▶ Task brief
Search the records for the word "variants" and copy every line in which it occurs.

[Source data Boundary: Start]

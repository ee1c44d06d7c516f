//! Accumulation of references encountered while reading.

use std::collections::BTreeSet;

use strand_types::Reference;

use crate::format::encode_reference;
use crate::refs_map::RefsMap;

/// De-duplicating, ordered set of references seen during one read.
///
/// The persistence layer drains the collector after deserialization to
/// resolve all targets in a single batch.
#[derive(Clone, Debug, Default)]
pub struct ReferenceCollector {
    seen: BTreeSet<Reference>,
}

impl ReferenceCollector {
    pub fn new() -> Self {
        Self::default()
    }

    /// Record a reference. Returns `true` if it was not seen before.
    pub fn record(&mut self, reference: &Reference) -> bool {
        if self.seen.contains(reference) {
            return false;
        }
        self.seen.insert(reference.clone())
    }

    pub fn contains(&self, reference: &Reference) -> bool {
        self.seen.contains(reference)
    }

    pub fn len(&self) -> usize {
        self.seen.len()
    }

    pub fn is_empty(&self) -> bool {
        self.seen.is_empty()
    }

    pub fn iter(&self) -> impl Iterator<Item = &Reference> {
        self.seen.iter()
    }

    /// References that have no entry in `resolved` yet.
    pub fn unresolved<'a, T>(
        &'a self,
        resolved: &'a RefsMap<T>,
    ) -> impl Iterator<Item = &'a Reference> {
        self.seen
            .iter()
            .filter(move |r| !resolved.contains(&encode_reference(r)))
    }

    pub fn into_references(self) -> Vec<Reference> {
        self.seen.into_iter().collect()
    }
}
fn shopify_product_node(id: i64) -> serde_json::Value {
    json!({ "node": {
        "id": format!("gid://shopify/Product/{id}"),
        "title": format!("Product {id}"),
        "status": "ACTIVE",
        "variants": { "edges": [ { "node": {
            "id": format!("gid://shopify/ProductVariant/{id}01"),
            "title": "Default Title",
            "price": "10.00",
            "inventoryQuantity": 2,
            "selectedOptions": [ { "name": "Title", "value": "Default Title" } ]
        }}]},
        "images": { "edges": [] }
    }})
}

fn shopify_products_page(ids: &[i64], next_cursor: Option<&str>) -> serde_json::Value {
    json!({ "data": { "products": {
        "pageInfo": { "hasNextPage": next_cursor.is_some(), "endCursor": next_cursor },
        "edges": ids.iter().map(|id| shopify_product_node(*id)).collect::<Vec<_>>()
    }}})
}

async fn mount_product_count(server: &MockServer, count: i64) {
    Mock::given(method("POST"))
        .and(path("/graphql.json"))
        .and(body_string_contains("productsCount"))
        .respond_with(ResponseTemplate::new(200).set_body_json(json!({
            "data": { "productsCount": { "count": count } }
        })))
        .mount(server)
        .await;
}

async fn mount_products_first_page(server: &MockServer, body: serde_json::Value) {
    Mock::given(method("POST"))
        .and(path("/graphql.json"))
        .and(body_string_contains("query Products"))
        .and(body_string_contains("\"after\":null"))
        .respond_with(ResponseTemplate::new(200).set_body_json(body))
        .mount(server)
        .await;
}
//! HTTP client for the Shopify Admin GraphQL API.
//!
//! One page per call, no retries: rate limiting (HTTP 429 or GraphQL
//! `THROTTLED`) surfaces as a typed error carrying the platform-suggested
//! delay, and the pipeline owns the backoff policy. The client is a dumb
//! transport.

use std::time::Duration;

use reqwest::Client;
use serde::de::DeserializeOwned;
use serde::Deserialize;
use serde_json::json;

use crate::error::ShopifyError;
use crate::types::{
    Connection, CountResult, ShopifyCollection, ShopifyCustomer, ShopifyDiscountNode,
    ShopifyOrder, ShopifyProduct,
};

/// Pinned Admin API version; queries are written against this schema.
pub const API_VERSION: &str = "2024-01";

/// Records requested per page across all resource types.
pub const PAGE_SIZE: i64 = 50;

/// Fallback delay when a 429 response omits `Retry-After`.
const DEFAULT_RETRY_AFTER_SECS: u64 = 2;

const PRODUCTS_QUERY: &str = r"
query Products($first: Int!, $after: String) {
  products(first: $first, after: $after) {
    pageInfo { hasNextPage endCursor }
    edges {
      node {
        id
        title
        descriptionHtml
        status
        productType
        tags
        variants(first: 100) {
          edges {
            node {
              id
              title
              sku
              price
              compareAtPrice
              inventoryQuantity
              selectedOptions { name value }
              weight
              weightUnit
              requiresShipping
            }
          }
        }
        images(first: 50) {
          edges { node { url } }
        }
      }
    }
  }
}";

const COLLECTIONS_QUERY: &str = r"
query Collections($first: Int!, $after: String) {
  collections(first: $first, after: $after) {
    pageInfo { hasNextPage endCursor }
    edges {
      node {
        id
        title
        description
        products(first: 250) {
          edges { node { id } }
        }
      }
    }
  }
}";

const CUSTOMERS_QUERY: &str = r"
query Customers($first: Int!, $after: String) {
  customers(first: $first, after: $after) {
    pageInfo { hasNextPage endCursor }
    edges {
      node {
        id
        firstName
        lastName
        email
        phone
        emailMarketingConsent { marketingState }
        addresses { address1 address2 city province country zip phone }
        defaultAddress { address1 address2 city province country zip phone }
      }
    }
  }
}";

const ORDERS_QUERY: &str = r"
query Orders($first: Int!, $after: String) {
  orders(first: $first, after: $after) {
    pageInfo { hasNextPage endCursor }
    edges {
      node {
        id
        name
        email
        displayFinancialStatus
        displayFulfillmentStatus
        customer { id }
        paymentGatewayNames
        subtotalPriceSet { shopMoney { amount } }
        totalShippingPriceSet { shopMoney { amount } }
        totalPriceSet { shopMoney { amount } }
        processedAt
        lineItems(first: 100) {
          edges {
            node {
              title
              quantity
              product { id }
              originalUnitPriceSet { shopMoney { amount } }
            }
          }
        }
      }
    }
  }
}";

const DISCOUNTS_QUERY: &str = r"
query Discounts($first: Int!, $after: String) {
  codeDiscountNodes(first: $first, after: $after) {
    pageInfo { hasNextPage endCursor }
    edges {
      node {
        id
        codeDiscount {
          __typename
          ... on DiscountCodeBasic {
            codes(first: 1) { edges { node { code } } }
            customerGets {
              value {
                __typename
                ... on DiscountPercentage { percentage }
                ... on DiscountAmount { amount { amount } }
              }
            }
            minimumRequirement {
              __typename
              ... on DiscountMinimumSubtotal {
                greaterThanOrEqualToSubtotal { amount }
              }
            }
            usageLimit
            endsAt
          }
          ... on DiscountCodeFreeShipping {
            codes(first: 1) { edges { node { code } } }
            minimumRequirement {
              __typename
              ... on DiscountMinimumSubtotal {
                greaterThanOrEqualToSubtotal { amount }
              }
            }
            usageLimit
            endsAt
          }
        }
      }
    }
  }
}";

#[derive(Debug, Deserialize)]
struct GraphQlEnvelope {
    #[serde(default)]
    data: Option<serde_json::Value>,
    #[serde(default)]
    errors: Option<Vec<GraphQlError>>,
}

#[derive(Debug, Deserialize)]
struct GraphQlError {
    message: String,
    #[serde(default)]
    extensions: Option<GraphQlExtensions>,
}

#[derive(Debug, Deserialize)]
struct GraphQlExtensions {
    #[serde(default)]
    code: Option<String>,
}

/// Client for the Shopify Admin GraphQL API of a single shop.
pub struct ShopifyAdminClient {
    client: Client,
    endpoint: String,
    access_token: String,
}

impl ShopifyAdminClient {
    /// Creates a client for `{shop_domain}` (e.g. `acme.myshopify.com`) with
    /// the pinned [`API_VERSION`].
    ///
    /// # Errors
    ///
    /// Returns [`ShopifyError::Http`] if the underlying `reqwest::Client`
    /// cannot be constructed.
    pub fn new(
        shop_domain: &str,
        access_token: &str,
        timeout_secs: u64,
    ) -> Result<Self, ShopifyError> {
        let endpoint = format!("https://{shop_domain}/admin/api/{API_VERSION}/graphql.json");
        Self::with_endpoint(&endpoint, access_token, timeout_secs)
    }

    /// Creates a client with an explicit endpoint (for testing with wiremock).
    ///
    /// # Errors
    ///
    /// Returns [`ShopifyError::Http`] if the underlying `reqwest::Client`
    /// cannot be constructed.
    pub fn with_endpoint(
        endpoint: &str,
        access_token: &str,
        timeout_secs: u64,
    ) -> Result<Self, ShopifyError> {
        let client = Client::builder()
            .timeout(Duration::from_secs(timeout_secs))
            .connect_timeout(Duration::from_secs(10))
            .user_agent("storeforge/0.1 (store-migration)")
            .build()?;

        Ok(Self {
            client,
            endpoint: endpoint.to_owned(),
            access_token: access_token.to_owned(),
        })
    }

    /// Fetches one page of products.
    ///
    /// # Errors
    ///
    /// - [`ShopifyError::RateLimited`] — HTTP 429 or a GraphQL `THROTTLED`
    ///   error; carries the suggested retry delay.
    /// - [`ShopifyError::UnexpectedStatus`] — any other non-2xx status.
    /// - [`ShopifyError::Api`] — GraphQL-level errors.
    /// - [`ShopifyError::Deserialize`] — response shape mismatch.
    pub async fn fetch_products_page(
        &self,
        cursor: Option<&str>,
    ) -> Result<(Vec<ShopifyProduct>, Option<String>), ShopifyError> {
        self.fetch_connection_page(PRODUCTS_QUERY, "products", cursor)
            .await
    }

    /// Fetches one page of collections with member product ids.
    ///
    /// # Errors
    ///
    /// Same error surface as [`Self::fetch_products_page`].
    pub async fn fetch_collections_page(
        &self,
        cursor: Option<&str>,
    ) -> Result<(Vec<ShopifyCollection>, Option<String>), ShopifyError> {
        self.fetch_connection_page(COLLECTIONS_QUERY, "collections", cursor)
            .await
    }

    /// Fetches one page of customers.
    ///
    /// # Errors
    ///
    /// Same error surface as [`Self::fetch_products_page`].
    pub async fn fetch_customers_page(
        &self,
        cursor: Option<&str>,
    ) -> Result<(Vec<ShopifyCustomer>, Option<String>), ShopifyError> {
        self.fetch_connection_page(CUSTOMERS_QUERY, "customers", cursor)
            .await
    }

    /// Fetches one page of orders.
    ///
    /// # Errors
    ///
    /// Same error surface as [`Self::fetch_products_page`].
    pub async fn fetch_orders_page(
        &self,
        cursor: Option<&str>,
    ) -> Result<(Vec<ShopifyOrder>, Option<String>), ShopifyError> {
        self.fetch_connection_page(ORDERS_QUERY, "orders", cursor)
            .await
    }

    /// Fetches one page of code discount nodes.
    ///
    /// # Errors
    ///
    /// Same error surface as [`Self::fetch_products_page`].
    pub async fn fetch_discounts_page(
        &self,
        cursor: Option<&str>,
    ) -> Result<(Vec<ShopifyDiscountNode>, Option<String>), ShopifyError> {
        self.fetch_connection_page(DISCOUNTS_QUERY, "codeDiscountNodes", cursor)
            .await
    }

    /// Total product count for the shop.
    ///
    /// # Errors
    ///
    /// Same error surface as [`Self::fetch_products_page`].
    pub async fn count_products(&self) -> Result<i64, ShopifyError> {
        self.fetch_count("query { productsCount { count } }", "productsCount")
            .await
    }

    /// Total collection count for the shop.
    ///
    /// # Errors
    ///
    /// Same error surface as [`Self::fetch_products_page`].
    pub async fn count_collections(&self) -> Result<i64, ShopifyError> {
        self.fetch_count("query { collectionsCount { count } }", "collectionsCount")
            .await
    }

    /// Total customer count for the shop.
    ///
    /// # Errors
    ///
    /// Same error surface as [`Self::fetch_products_page`].
    pub async fn count_customers(&self) -> Result<i64, ShopifyError> {
        self.fetch_count("query { customersCount { count } }", "customersCount")
            .await
    }

    /// Total order count for the shop.
    ///
    /// # Errors
    ///
    /// Same error surface as [`Self::fetch_products_page`].
    pub async fn count_orders(&self) -> Result<i64, ShopifyError> {
        self.fetch_count("query { ordersCount { count } }", "ordersCount")
            .await
    }

    async fn fetch_connection_page<T: DeserializeOwned>(
        &self,
        query: &str,
        root_field: &str,
        cursor: Option<&str>,
    ) -> Result<(Vec<T>, Option<String>), ShopifyError> {
        let variables = json!({ "first": PAGE_SIZE, "after": cursor });
        let mut data = self.execute(query, variables).await?;

        let connection: Connection<T> = decode(data[root_field].take(), root_field)?;
        let next_cursor = if connection.page_info.has_next_page {
            connection.page_info.end_cursor.clone()
        } else {
            None
        };

        Ok((connection.into_nodes(), next_cursor))
    }

    async fn fetch_count(&self, query: &str, root_field: &str) -> Result<i64, ShopifyError> {
        let mut data = self.execute(query, json!({})).await?;
        let result: CountResult = decode(data[root_field].take(), root_field)?;
        Ok(result.count)
    }

    /// Executes one GraphQL request and unwraps the response envelope.
    async fn execute(
        &self,
        query: &str,
        variables: serde_json::Value,
    ) -> Result<serde_json::Value, ShopifyError> {
        let response = self
            .client
            .post(&self.endpoint)
            .header("X-Shopify-Access-Token", &self.access_token)
            .json(&json!({ "query": query, "variables": variables }))
            .send()
            .await?;

        let status = response.status();

        if status == reqwest::StatusCode::TOO_MANY_REQUESTS {
            let retry_after_secs = response
                .headers()
                .get(reqwest::header::RETRY_AFTER)
                .and_then(|v| v.to_str().ok())
                .and_then(|s| s.parse::<u64>().ok())
                .unwrap_or(DEFAULT_RETRY_AFTER_SECS);

            tracing::warn!(retry_after_secs, "shopify returned 429");
            return Err(ShopifyError::RateLimited { retry_after_secs });
        }

        if !status.is_success() {
            let body = response.text().await.unwrap_or_default();
            return Err(ShopifyError::UnexpectedStatus {
                status: status.as_u16(),
                body,
            });
        }

        let body = response.text().await?;
        let envelope: GraphQlEnvelope =
            serde_json::from_str(&body).map_err(|e| ShopifyError::Deserialize {
                context: "GraphQL response envelope".to_string(),
                source: e,
            })?;

        if let Some(errors) = envelope.errors.filter(|errors| !errors.is_empty()) {
            // Shopify signals cost-based throttling as a GraphQL error with
            // extensions.code = THROTTLED rather than HTTP 429.
            let throttled = errors.iter().any(|e| {
                e.extensions
                    .as_ref()
                    .and_then(|ext| ext.code.as_deref())
                    .is_some_and(|code| code == "THROTTLED")
            });
            if throttled {
                return Err(ShopifyError::RateLimited {
                    retry_after_secs: DEFAULT_RETRY_AFTER_SECS,
                });
            }

            let messages: Vec<&str> = errors.iter().map(|e| e.message.as_str()).collect();
            return Err(ShopifyError::Api(messages.join("; ")));
        }

        envelope
            .data
            .ok_or_else(|| ShopifyError::Api("response contained no data".to_string()))
    }
}

fn decode<T: DeserializeOwned>(
    value: serde_json::Value,
    context: &str,
) -> Result<T, ShopifyError> {
    serde_json::from_value(value).map_err(|e| ShopifyError::Deserialize {
        context: context.to_string(),
        source: e,
    })
}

[Source data Boundary: End]

▶ Result for this task
        "variants": { "edges": [ { "node": {
        variants(first: 100) {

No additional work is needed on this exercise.